## HOW TO COMPLETE THIS TASK
Those lines of the data that hold the word "encoder" are to be copied out.

RECORDED INFORMATION section start

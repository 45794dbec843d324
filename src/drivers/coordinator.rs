use std::fmt;
use std::str::FromStr;
use log::{error, warn};
use crate::drivers::channel::{Channel, ChannelId};
use crate::drivers::encoder::Polarity;
use crate::drivers::error::StimError;
use crate::drivers::params::StimParameters;
/// Which channel(s) an action addresses.
#[derive(Clone, Copy, Debug, PartialEq, Eq)]
pub enum ChannelSelection {
    Dac1,
    Dac2,
    Both,
}
impl ChannelSelection {
    /// Channels in dispatch order; DAC1 always goes first.
    pub fn channels(self) -> &'static [ChannelId] {
        match self {
            ChannelSelection::Dac1 => &[ChannelId::Dac1],
            ChannelSelection::Dac2 => &[ChannelId::Dac2],
            ChannelSelection::Both => &ChannelId::BOTH,
        }
    }
}
impl FromStr for ChannelSelection {
    type Err = String;
    fn from_str(s: &str) -> Result<Self, Self::Err> {
        match s.trim().to_ascii_lowercase().as_str() {
            "1" | "dac1" => Ok(ChannelSelection::Dac1),
            "2" | "dac2" => Ok(ChannelSelection::Dac2),
            "both" | "all" | "dacs" => Ok(ChannelSelection::Both),
            other => Err(format!("unknown channel '{other}' (expected 1, 2 or both)")),
        }
    }
}
impl fmt::Display for ChannelSelection {
    fn fmt(&self, f: &mut fmt::Formatter<'_>) -> fmt::Result {
        match self {
            ChannelSelection::Dac1 => write!(f, "DAC1"),
            ChannelSelection::Dac2 => write!(f, "DAC2"),
            ChannelSelection::Both => write!(f, "DAC1 & DAC2"),
        }
    }
}
/// Result of one action on one channel.
#[derive(Debug)]
pub struct ChannelOutcome {
    pub channel: ChannelId,
    pub result: Result<(), StimError>,
}
/// Per-channel results of a dispatched action, in dispatch order.
#[derive(Debug, Default)]
pub struct DispatchReport {
    pub outcomes: Vec<ChannelOutcome>,
}
impl DispatchReport {
    pub fn is_success(&self) -> bool {
        self.outcomes.iter().all(|o| o.result.is_ok())
    }
    pub fn outcome(&self, channel: ChannelId) -> Option<&Result<(), StimError>> {
        self.outcomes
            .iter()
            .find(|o| o.channel == channel)
            .map(|o| &o.result)
    }
    pub fn failures(&self) -> impl Iterator<Item = (ChannelId, &StimError)> {
        self.outcomes
            .iter()
            .filter_map(|o| o.result.as_ref().err().map(|e| (o.channel, e)))
    }
}
/// Replays actions across both stimulators. Channels fail independently:
/// an error on DAC1 never prevents the DAC2 attempt, and nothing is rolled back.
pub struct Coordinator {
    dac1: Channel,
    dac2: Channel,
}
impl Coordinator {
    pub fn new(dac1: Channel, dac2: Channel) -> Self {
        debug_assert_eq!(dac1.id(), ChannelId::Dac1);
        debug_assert_eq!(dac2.id(), ChannelId::Dac2);
        Self { dac1, dac2 }
    }
    pub fn channel(&self, id: ChannelId) -> &Channel {
        match id {
            ChannelId::Dac1 => &self.dac1,
            ChannelId::Dac2 => &self.dac2,
        }
    }
    pub fn channel_mut(&mut self, id: ChannelId) -> &mut Channel {
        match id {
            ChannelId::Dac1 => &mut self.dac1,
            ChannelId::Dac2 => &mut self.dac2,
        }
    }
    /// Runs `op` on every selected channel, DAC1 first, collecting each result.
    pub fn for_each<F>(&mut self, selection: ChannelSelection, mut op: F) -> DispatchReport
    where
        F: FnMut(&mut Channel) -> Result<(), StimError>,
    {
        let mut report = DispatchReport::default();
        for &id in selection.channels() {
            let result = op(self.channel_mut(id));
            match &result {
                Err(e) if e.is_input_error() => warn!("{id}: {e}"),
                Err(e) => error!("{id}: {e}"),
                Ok(()) => {}
            }
            report.outcomes.push(ChannelOutcome { channel: id, result });
        }
        report
    }
    pub fn wake(&mut self, selection: ChannelSelection) -> DispatchReport {
        self.for_each(selection, Channel::wake)
    }
    pub fn blink(&mut self) -> DispatchReport {
        self.for_each(ChannelSelection::Both, Channel::blink)
    }
    pub fn set_display(&mut self, on: bool) -> DispatchReport {
        self.for_each(ChannelSelection::Both, |ch| ch.set_display(on))
    }
    pub fn reset_counter(&mut self) -> DispatchReport {
        self.for_each(ChannelSelection::Both, Channel::reset_counter)
    }
    pub fn start(&mut self, selection: ChannelSelection) -> DispatchReport {
        self.for_each(selection, Channel::start)
    }
    pub fn stop(&mut self) -> DispatchReport {
        self.for_each(ChannelSelection::Both, Channel::stop)
    }
    pub fn set_polarity(&mut self, polarity: Polarity) -> DispatchReport {
        self.for_each(ChannelSelection::Both, |ch| ch.set_polarity(polarity))
    }
    /// Sends a full parameter set to each selected channel. `params_for` is
    /// asked once per channel so each channel only ever sees its own values.
    pub fn apply<F>(&mut self, selection: ChannelSelection, mut params_for: F) -> DispatchReport
    where
        F: FnMut(ChannelId) -> Result<StimParameters, StimError>,
    {
        self.for_each(selection, |ch| {
            let params = params_for(ch.id())?;
            ch.apply(&params)
        })
    }
    pub fn close(&mut self) -> DispatchReport {
        self.for_each(ChannelSelection::Both, Channel::close)
    }
}
// src/drivers/params.rs
use serde::{Deserialize, Serialize};
use crate::drivers::encoder::Parameter;
use crate::drivers::error::StimError;

pub const TRIGGER_MODE_MAX: u8 = 3;
pub const PULSE_COUNT_MIN: u16 = 1;
pub const PULSE_COUNT_MAX: u16 = 9999;

/// One editable text field of a channel's parameter form.
#[derive(Clone, Copy, Debug, PartialEq, Eq, Hash)]
pub enum InputField {
    TriggerMode,
    PulseCount,
    PulseDelayMs,
    PulseDelayUs,
    PulseWidthMs,
    PulseWidthUs,
    OutputVoltage,
}

impl InputField {
    /// Order in which a full parameter set is transmitted.
    pub const ALL: [InputField; 7] = [
        InputField::TriggerMode,
        InputField::PulseCount,
        InputField::PulseDelayMs,
        InputField::PulseDelayUs,
        InputField::PulseWidthMs,
        InputField::PulseWidthUs,
        InputField::OutputVoltage,
    ];

    pub fn key(self) -> &'static str {
        match self {
            InputField::TriggerMode => "trigger",
            InputField::PulseCount => "pulses",
            InputField::PulseDelayMs => "delay_ms",
            InputField::PulseDelayUs => "delay_us",
            InputField::PulseWidthMs => "width_ms",
            InputField::PulseWidthUs => "width_us",
            InputField::OutputVoltage => "voltage",
        }
    }

    pub fn from_key(key: &str) -> Option<Self> {
        Self::ALL.into_iter().find(|f| f.key() == key)
    }

    pub fn label(self) -> &'static str {
        match self {
            InputField::TriggerMode => "Trigger Number",
            InputField::PulseCount => "Number of Pulses (1-9999)",
            InputField::PulseDelayMs => "Pulse Delay (ms)",
            InputField::PulseDelayUs => "Pulse Delay (us)",
            InputField::PulseWidthMs => "Pulse Width (ms)",
            InputField::PulseWidthUs => "Pulse Width (us)",
            InputField::OutputVoltage => "Output Voltage (mV)",
        }
    }
}

/// Raw text entered for one channel, exactly as the operator typed it.
#[derive(Clone, Debug, PartialEq, Eq, Serialize, Deserialize)]
#[serde(default)]
pub struct ChannelInputs {
    pub trigger_mode: String,
    pub pulse_count: String,
    pub pulse_delay_ms: String,
    pub pulse_delay_us: String,
    pub pulse_width_ms: String,
    pub pulse_width_us: String,
    pub output_voltage: String,
}

impl Default for ChannelInputs {
    fn default() -> Self {
        Self {
            trigger_mode: "0".to_owned(),
            pulse_count: "30".to_owned(),
            pulse_delay_ms: "17".to_owned(),
            pulse_delay_us: "0".to_owned(),
            pulse_width_ms: "0".to_owned(),
            pulse_width_us: "100".to_owned(),
            output_voltage: "0".to_owned(),
        }
    }
}

impl ChannelInputs {
    pub fn get(&self, field: InputField) -> &str {
        match field {
            InputField::TriggerMode => &self.trigger_mode,
            InputField::PulseCount => &self.pulse_count,
            InputField::PulseDelayMs => &self.pulse_delay_ms,
            InputField::PulseDelayUs => &self.pulse_delay_us,
            InputField::PulseWidthMs => &self.pulse_width_ms,
            InputField::PulseWidthUs => &self.pulse_width_us,
            InputField::OutputVoltage => &self.output_voltage,
        }
    }

    pub fn set(&mut self, field: InputField, text: impl Into<String>) {
        let slot = match field {
            InputField::TriggerMode => &mut self.trigger_mode,
            InputField::PulseCount => &mut self.pulse_count,
            InputField::PulseDelayMs => &mut self.pulse_delay_ms,
            InputField::PulseDelayUs => &mut self.pulse_delay_us,
            InputField::PulseWidthMs => &mut self.pulse_width_ms,
            InputField::PulseWidthUs => &mut self.pulse_width_us,
            InputField::OutputVoltage => &mut self.output_voltage,
        };
        *slot = text.into();
    }

    /// Parses and range-checks every field. Nothing is sent if any field fails.
    pub fn parse(&self) -> Result<StimParameters, StimError> {
        let trigger_mode = parse_integer(InputField::TriggerMode, &self.trigger_mode)?;
        let trigger_mode =
            in_range(InputField::TriggerMode, trigger_mode, 0, i64::from(TRIGGER_MODE_MAX))?;
        let pulse_count = parse_integer(InputField::PulseCount, &self.pulse_count)?;
        let pulse_count = in_range(
            InputField::PulseCount,
            pulse_count,
            i64::from(PULSE_COUNT_MIN),
            i64::from(PULSE_COUNT_MAX),
        )?;
        let params = StimParameters {
            trigger_mode: trigger_mode as u8,
            pulse_count: pulse_count as u16,
            pulse_delay_ms: parse_decimal(InputField::PulseDelayMs, &self.pulse_delay_ms)?,
            pulse_delay_us: parse_micros(InputField::PulseDelayUs, &self.pulse_delay_us)?,
            pulse_width_ms: parse_decimal(InputField::PulseWidthMs, &self.pulse_width_ms)?,
            pulse_width_us: parse_micros(InputField::PulseWidthUs, &self.pulse_width_us)?,
            output_voltage_mv: parse_decimal(InputField::OutputVoltage, &self.output_voltage)?,
        };
        params.validate()?;
        Ok(params)
    }
}

/// Typed parameter set for one channel.
#[derive(Clone, Copy, Debug, PartialEq)]
pub struct StimParameters {
    pub trigger_mode: u8,
    pub pulse_count: u16,
    pub pulse_delay_ms: f64,
    pub pulse_delay_us: u16,
    pub pulse_width_ms: f64,
    pub pulse_width_us: u16,
    pub output_voltage_mv: f64,
}

impl StimParameters {
    /// Checks that every two-byte value fits its encoding.
    pub fn validate(&self) -> Result<(), StimError> {
        for (parameter, value) in self.two_byte_values() {
            parameter.split(value)?;
        }
        Ok(())
    }

    pub fn two_byte_values(&self) -> [(Parameter, f64); 6] {
        [
            (Parameter::PulseCount, f64::from(self.pulse_count)),
            (Parameter::PulseDelayMs, self.pulse_delay_ms),
            (Parameter::PulseDelayUs, f64::from(self.pulse_delay_us)),
            (Parameter::PulseWidthMs, self.pulse_width_ms),
            (Parameter::PulseWidthUs, f64::from(self.pulse_width_us)),
            (Parameter::OutputVoltage, self.output_voltage_mv),
        ]
    }
}

fn parse_error(field: InputField, text: &str) -> StimError {
    StimError::Parse {
        field: field.label(),
        input: text.to_owned(),
    }
}

fn parse_integer(field: InputField, text: &str) -> Result<i64, StimError> {
    text.trim().parse::<i64>().map_err(|_| parse_error(field, text))
}

fn in_range(field: InputField, value: i64, min: i64, max: i64) -> Result<i64, StimError> {
    if value < min || value > max {
        return Err(StimError::Range {
            parameter: field.label(),
            value: value as f64,
            reason: "outside the accepted range",
        });
    }
    Ok(value)
}

fn parse_micros(field: InputField, text: &str) -> Result<u16, StimError> {
    let value = parse_integer(field, text)?;
    Ok(in_range(field, value, 0, i64::from(u16::MAX))? as u16)
}

fn parse_decimal(field: InputField, text: &str) -> Result<f64, StimError> {
    let value = text
        .trim()
        .parse::<f64>()
        .map_err(|_| parse_error(field, text))?;
    if !value.is_finite() {
        return Err(parse_error(field, text));
    }
    if value < 0.0 {
        return Err(StimError::Range {
            parameter: field.label(),
            value,
            reason: "must not be negative",
        });
    }
    Ok(value)
}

RECORDED INFORMATION section end

## TASK SOLUTION
use crate::drivers::encoder::Polarity;
use crate::drivers::encoder::Parameter;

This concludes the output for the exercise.